Skin-clad Aztec Priest.

HILL OF TEZCOCINGO.

About three miles eastward from Tezcuco is the isolated rocky hill known as Tezcocingo, which rises with steep slopes in conical form to the height of perhaps six hundred feet above the plain. A portion of one side of the hill, beginning at a point probably on the south-eastern slope, is graded very much as if intended for a modern railroad, forming a level terrace round a part of the circumference. From the termination of the grading, an embankment with level summit, variously estimated at from sixty to two hundred feet high, connects this hill with another three quarters of a mile distant, the side of which is likewise graded into a terrace thirty feet wide and a mile and a half long, extending two thirds round the circumference; and then another embankment stretches away towards the mountains ten or fifteen miles distant, although no one seems to have recorded any attempt to explore its whole extent.
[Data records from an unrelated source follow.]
use std::sync::Arc;
use std::time::Duration;

use pretty_assertions::assert_eq;
use ranger_hlc::{Clock, ManualClock};
use ranger_kvpb::{BatchRequest, Key, PutRequest, RangeId, ReplicaId, Request, Value};
use ranger_storage::MvccStats;
use ranger_storage::mvcc::mvcc_get_range_stats;
use ranger_store::FIRST_RANGE_ID;
use ranger_testcluster::{ClusterConfig, ClusterContext, HarnessError};
use ranger_util::{DEFAULT_SUCCEEDS_SOON_DURATION, succeeds_soon};

async fn start(num_nodes: usize) -> ClusterContext {
    ClusterContext::start(ClusterConfig::default(), num_nodes).await.unwrap()
}

/// A three node cluster with the first range replicated everywhere.
async fn start_replicated() -> ClusterContext {
    let cluster = start(3).await;
    cluster.replicate_range(FIRST_RANGE_ID, &[1, 2]).await.unwrap();
    cluster
}

fn lease_holder_index(cluster: &ClusterContext) -> Option<usize> {
    let now = cluster.clock().now();
    (0..cluster.num_nodes()).find(|&index| {
        cluster.store(index).is_some_and(|store| {
            store
                .get_replica(FIRST_RANGE_ID)
                .ok()
                .and_then(|replica| replica.lease())
                .is_some_and(|lease| lease.owned_by(store.store_id()) && lease.covers(now))
        })
    })
}

/// Wait until every engine persists the same stats for the first range.
async fn wait_for_uniform_stats(cluster: &ClusterContext) -> MvccStats {
    succeeds_soon(DEFAULT_SUCCEEDS_SOON_DURATION, || {
        let stats: Vec<MvccStats> = (0..cluster.num_nodes())
            .map(|index| {
                let engine = cluster.engine(index).unwrap();
                mvcc_get_range_stats(engine.as_ref(), FIRST_RANGE_ID).unwrap()
            })
            .collect();
        std::future::ready(if stats.iter().all(|s| *s == stats[0]) {
            Ok(stats[0])
        } else {
            Err(format!("stats differ: {stats:?}"))
        })
    })
    .await
    .unwrap()
}

#[tokio::test(flavor = "multi_thread", worker_threads = 4)]
#[tracing_test::traced_test]
async fn single_node_serves_requests() {
    let cluster = start(1).await;
    let db = cluster.db(0).unwrap();
    assert_eq!(db.increment("a", 5).await.unwrap(), 5);
    assert_eq!(cluster.read_int_from_engines(&Key::from("a")), vec![5]);
    assert!(!cluster.is_failed());
    cluster.stop().await;
}

#[tokio::test(flavor = "multi_thread", worker_threads = 4)]
async fn nodes_get_sequential_identities() {
    let cluster = start(3).await;
    for index in 0..3 {
        let ident = cluster.ident(index).unwrap();
        let expected = u32::try_from(index + 1).unwrap();
        assert_eq!(ident.node_id.value(), expected);
        assert_eq!(ident.store_id.value(), expected);
        assert_eq!(cluster.store(index).unwrap().store_id(), ident.store_id);
    }
    assert!(cluster.ident(3).is_none());
    cluster.stop().await;
}

#[tokio::test(flavor = "multi_thread", worker_threads = 4)]
#[tracing_test::traced_test]
async fn replicate_range_copies_data() {
    let cluster = start(3).await;
    let key = Key::from("a");
    cluster.db(0).unwrap().increment("a", 5).await.unwrap();
    cluster.replicate_range(FIRST_RANGE_ID, &[1, 2]).await.unwrap();
    cluster.wait_for_values(&key, &[5, 5, 5]).await.unwrap();

    for index in 1..3 {
        let replica = cluster.store(index).unwrap().get_replica(FIRST_RANGE_ID).unwrap();
        assert_eq!(replica.replica_id(), ReplicaId::new(u32::try_from(index + 1).unwrap()));
        assert!(replica.desc().contains_key(&Key::min()));
    }

    cluster.db(1).unwrap().increment("a", 11).await.unwrap();
    cluster.wait_for_values(&key, &[16, 16, 16]).await.unwrap();
    cluster.stop().await;
}

#[tokio::test(flavor = "multi_thread", worker_threads = 4)]
async fn first_range_is_the_newest_snapshot() {
    let cluster = start(3).await;
    let before = cluster.first_range().unwrap();
    assert_eq!(before.replicas.len(), 1);

    cluster.replicate_range(FIRST_RANGE_ID, &[1]).await.unwrap();
    let after = cluster.first_range().unwrap();
    assert_eq!(after.replicas.len(), 2);
    assert_eq!(after.next_replica_id, ReplicaId::new(3));
    cluster.stop().await;
}

#[tokio::test(flavor = "multi_thread", worker_threads = 4)]
#[tracing_test::traced_test]
async fn removed_replica_can_be_added_back() {
    let cluster = start_replicated().await;
    let holder = lease_holder_index(&cluster);
    let victim = if holder == Some(2) { 1 } else { 2 };

    cluster.unreplicate_range(FIRST_RANGE_ID, victim).await.unwrap();
    let desc = cluster.first_range().unwrap();
    assert_eq!(desc.replicas.len(), 2);
    let victim_store = cluster.ident(victim).unwrap().store_id;
    assert!(desc.find_replica(victim_store).is_none());

    cluster.replicate_range(FIRST_RANGE_ID, &[victim]).await.unwrap();
    let replica = cluster.store(victim).unwrap().get_replica(FIRST_RANGE_ID).unwrap();
    assert_eq!(replica.replica_id(), ReplicaId::new(4));

    cluster.db(0).unwrap().increment("b", 3).await.unwrap();
    cluster.wait_for_values(&Key::from("b"), &[3, 3, 3]).await.unwrap();
    cluster.stop().await;
}

#[tokio::test(flavor = "multi_thread", worker_threads = 4)]
#[tracing_test::traced_test]
async fn writes_succeed_after_lease_holder_stops() {
    let cluster = start_replicated().await;
    let key = Key::from("a");
    cluster.db(0).unwrap().increment("a", 1).await.unwrap();
    cluster.wait_for_values(&key, &[1, 1, 1]).await.unwrap();

    let holder = lease_holder_index(&cluster).unwrap();
    cluster.stop_node(holder).await.unwrap();
    cluster.expire_leases();

    let live = (0..3).find(|&index| index != holder).unwrap();
    assert_eq!(cluster.db(live).unwrap().increment("a", 1).await.unwrap(), 2);

    let mut expected = vec![2, 2, 2];
    expected[holder] = 1;
    cluster.wait_for_values(&key, &expected).await.unwrap();
    cluster.stop().await;
}

#[tokio::test(flavor = "multi_thread", worker_threads = 4)]
async fn expire_leases_advances_past_the_lease_horizon() {
    let cluster = start(1).await;
    let store = cluster.store(0).unwrap();
    let before = cluster.manual_clock().unix_nanos();
    cluster.expire_leases();
    assert_eq!(cluster.manual_clock().unix_nanos() - before, store.lease_expiration());

    // The next request re-acquires the lease at the new time.
    cluster.db(0).unwrap().increment("c", 1).await.unwrap();
    let lease = store.get_replica(FIRST_RANGE_ID).unwrap().lease().unwrap();
    assert!(lease.covers(cluster.clock().now()));
    cluster.stop().await;
}

#[tokio::test(flavor = "multi_thread", worker_threads = 4)]
async fn stats_match_recomputation_on_one_node() {
    let cluster = start(1).await;
    cluster.verify_range_stats(0, FIRST_RANGE_ID, &MvccStats::default()).unwrap();
    cluster.stop().await;
}

#[tokio::test(flavor = "multi_thread", worker_threads = 4)]
async fn stats_match_recomputation_on_three_nodes() {
    let cluster = start_replicated().await;
    wait_for_uniform_stats(&cluster).await;
    for index in 0..3 {
        cluster.verify_range_stats(index, FIRST_RANGE_ID, &MvccStats::default()).unwrap();
    }
    assert!(!cluster.is_failed());
    cluster.stop().await;
}

#[tokio::test(flavor = "multi_thread", worker_threads = 4)]
async fn stats_mismatch_fails_the_run() {
    let cluster = start(1).await;
    let bogus = MvccStats {
        live_count: 42,
        ..MvccStats::default()
    };
    let err = cluster.verify_range_stats(0, FIRST_RANGE_ID, &bogus).unwrap_err();
    assert!(matches!(err, HarnessError::StatsMismatch { index: 0, .. }));
    assert!(cluster.is_failed());
    cluster.stop().await;
}

#[tokio::test(flavor = "multi_thread", worker_threads = 4)]
#[tracing_test::traced_test]
async fn raft_leader_changes_after_leader_stops() {
    let cluster = start_replicated().await;
    let leader = cluster.get_raft_leader(FIRST_RANGE_ID).await.unwrap();
    let max_term = (0..3)
        .filter_map(|index| cluster.store(index)?.raft_status(FIRST_RANGE_ID))
        .map(|status| status.term)
        .max()
        .unwrap();
    assert_eq!(leader.term, max_term);

    cluster.stop_node(leader.node_index).await.unwrap();
    let next = cluster.get_raft_leader(FIRST_RANGE_ID).await.unwrap();
    assert_ne!(next.node_index, leader.node_index);
    assert!(next.term > leader.term);
    cluster.stop().await;
}

#[tokio::test(flavor = "multi_thread", worker_threads = 4)]
#[tracing_test::traced_test]
async fn restarted_node_keeps_committed_values() {
    let cluster = start_replicated().await;
    let key = Key::from("a");
    cluster.db(0).unwrap().increment("a", 7).await.unwrap();
    cluster.wait_for_values(&key, &[7, 7, 7]).await.unwrap();

    cluster.stop_node(1).await.unwrap();
    assert!(cluster.store(1).is_none());
    assert!(cluster.db(1).is_none());
    assert_eq!(cluster.read_int_from_engines(&key), vec![7, 7, 7]);

    cluster.restart_node(1).await.unwrap();
    cluster.db(1).unwrap().increment("a", 1).await.unwrap();
    cluster.wait_for_values(&key, &[8, 8, 8]).await.unwrap();
    cluster.stop().await;
}

#[tokio::test(flavor = "multi_thread", worker_threads = 4)]
async fn stop_and_restart_node_errors() {
    let cluster = start(1).await;
    assert!(matches!(cluster.restart_node(0).await, Err(HarnessError::NodeAlreadyRunning(0))));
    assert!(matches!(cluster.stop_node(5).await, Err(HarnessError::NoSuchNode(5))));
    cluster.stop_node(0).await.unwrap();
    assert!(matches!(cluster.stop_node(0).await, Err(HarnessError::NodeNotRunning(0))));
    cluster.restart_node(0).await.unwrap();
    cluster.stop().await;
}

#[tokio::test(flavor = "multi_thread", worker_threads = 4)]
async fn full_restart_preserves_data() {
    let cluster = start(1).await;
    cluster.db(0).unwrap().increment("a", 3).await.unwrap();
    cluster.restart().await.unwrap();
    assert_eq!(cluster.db(0).unwrap().increment("a", 1).await.unwrap(), 4);
    cluster.stop().await;
}

#[tokio::test(flavor = "multi_thread", worker_threads = 4)]
async fn gossip_network_sees_every_store() {
    let cluster = start(3).await;
    cluster.init_gossip_network().await.unwrap();
    for index in 0..3 {
        let pool = cluster.store_pool(index).unwrap();
        let (stores, alive) = pool.get_store_list();
        assert_eq!(stores.len(), 3);
        assert_eq!(alive, 3);
    }
    cluster.stop().await;
}

#[tokio::test(flavor = "multi_thread", worker_threads = 4)]
async fn engines_carry_state_into_a_new_cluster() {
    let first = start(1).await;
    first.db(0).unwrap().increment("a", 9).await.unwrap();
    first.stop_node(0).await.unwrap();
    let engine = first.engine(0).unwrap();

    // Later than anything the first cluster wrote.
    let config = ClusterConfig {
        manual_clock_start: first.manual_clock().unix_nanos() + 1_000,
        ..ClusterConfig::default()
    };
    let second = ClusterContext::with_engines(config, vec![Arc::clone(&engine)]);
    second.start_nodes(1).await.unwrap();
    assert_eq!(second.read_int_from_engines(&Key::from("a")), vec![9]);
    assert_eq!(second.db(0).unwrap().increment("a", 1).await.unwrap(), 10);
    second.stop().await;
    assert!(!engine.is_closed());
    first.stop().await;
}

#[tokio::test(flavor = "multi_thread", worker_threads = 4)]
async fn unknown_range_has_no_live_member() {
    let cluster = start(1).await;
    let err = cluster.replicate_range(RangeId::new(77), &[0]).await.unwrap_err();
    assert!(matches!(err, HarnessError::NoLiveMember(_)));
    cluster.stop().await;
}

#[tokio::test(flavor = "multi_thread", worker_threads = 4)]
async fn first_range_is_missing_once_its_only_store_stops() {
    let cluster = start(1).await;
    cluster.stop_node(0).await.unwrap();
    let err = cluster.first_range().unwrap_err();
    assert!(matches!(err, HarnessError::FirstRangeMissing));
    assert!(cluster.is_failed());
    cluster.stop().await;
}

#[tokio::test(flavor = "multi_thread", worker_threads = 4)]
async fn skewed_node_ratchets_the_clock_of_its_peers() {
    let defaults = ClusterConfig::default();
    let skew = i64::try_from(Duration::from_millis(20).as_nanos()).unwrap();
    let ahead = Arc::new(Clock::new(
        Arc::new(ManualClock::new(defaults.manual_clock_start + skew)),
        defaults.max_offset,
    ));
    let config = ClusterConfig {
        clocks: vec![None, Some(ahead.clone())],
        ..defaults
    };
    let cluster = ClusterContext::start(config, 2).await.unwrap();
    assert!(Arc::ptr_eq(&cluster.clock_of(1), &ahead));

    let written = cluster
        .db(1)
        .unwrap()
        .send(BatchRequest::single(Request::Put(PutRequest {
            key: Key::from("s"),
            value: Value::from_int(3),
        })))
        .await
        .unwrap();
    assert!(written.timestamp.wall_time >= cluster.clock().physical_now() + skew);

    // The lease holder on node 0 ran the write, so its clock moved past it
    // and a read issued there observes the value.
    assert!(cluster.clock_of(0).now() > written.timestamp);
    let value = cluster.db(0).unwrap().get("s").await.unwrap().unwrap();
    assert_eq!(value.get_int().unwrap(), 3);
    cluster.stop().await;
}

#[tokio::test(flavor = "multi_thread", worker_threads = 4)]
#[tracing_test::traced_test]
async fn replica_added_after_truncation_catches_up_from_a_snapshot() {
    let cluster = start(2).await;
    let db = cluster.db(0).unwrap();
    for _ in 0..3 {
        db.increment("a", 2).await.unwrap();
    }
    let truncated = db.truncate_log("a", u64::MAX).await.unwrap();
    let status = cluster.store(0).unwrap().raft_status(FIRST_RANGE_ID).unwrap();
    assert!(status.truncated >= Some(truncated));

    cluster.replicate_range(FIRST_RANGE_ID, &[1]).await.unwrap();
    cluster.wait_for_values(&Key::from("a"), &[6, 6]).await.unwrap();
    assert!(logs_contain("applied snapshot"));
    db.increment("a", 1).await.unwrap();
    cluster.wait_for_values(&Key::from("a"), &[7, 7]).await.unwrap();
    cluster.stop().await;
}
The object of both grading and embankments was to support an aqueduct or pipe ten inches in diameter, which is still in very good preservation at several points. Waddy Thompson brought away a piece of the water-pipe as a relic, and he pronounces the material to be a very hard plaster made of lime and small portions of a soft red stone. "It is about two feet wide, and has a trough in the centre about ten inches wide. This trough is covered with a convex piece of the same plaster, which being placed upon it when the plaster was soft, seems to be all one piece, making together a tube of ten inches in diameter, through which the water flowed from the distant mountains to the basin, which it enters through a round hole about the size of one made with a two-inch auger. No plasterer of the present day can construct a more beautiful piece of work; it is in its whole extent as smooth as the plastering on a well-finished wall, and is as hard as stone." Mayer tells us that the aqueduct was made of baked clay, the pipes being as perfect as when they were first laid. He also seems to imply that along the graded terraces the water was conducted in a ditch, or canal, instead of the regular pipes. But Tylor, on the other hand, says "the channel of the aqueduct was made principally of blocks of the same material [porphyry], on which the smooth stucco that had once covered the whole, inside and out, still remained very perfect."

Montezuma's Bath.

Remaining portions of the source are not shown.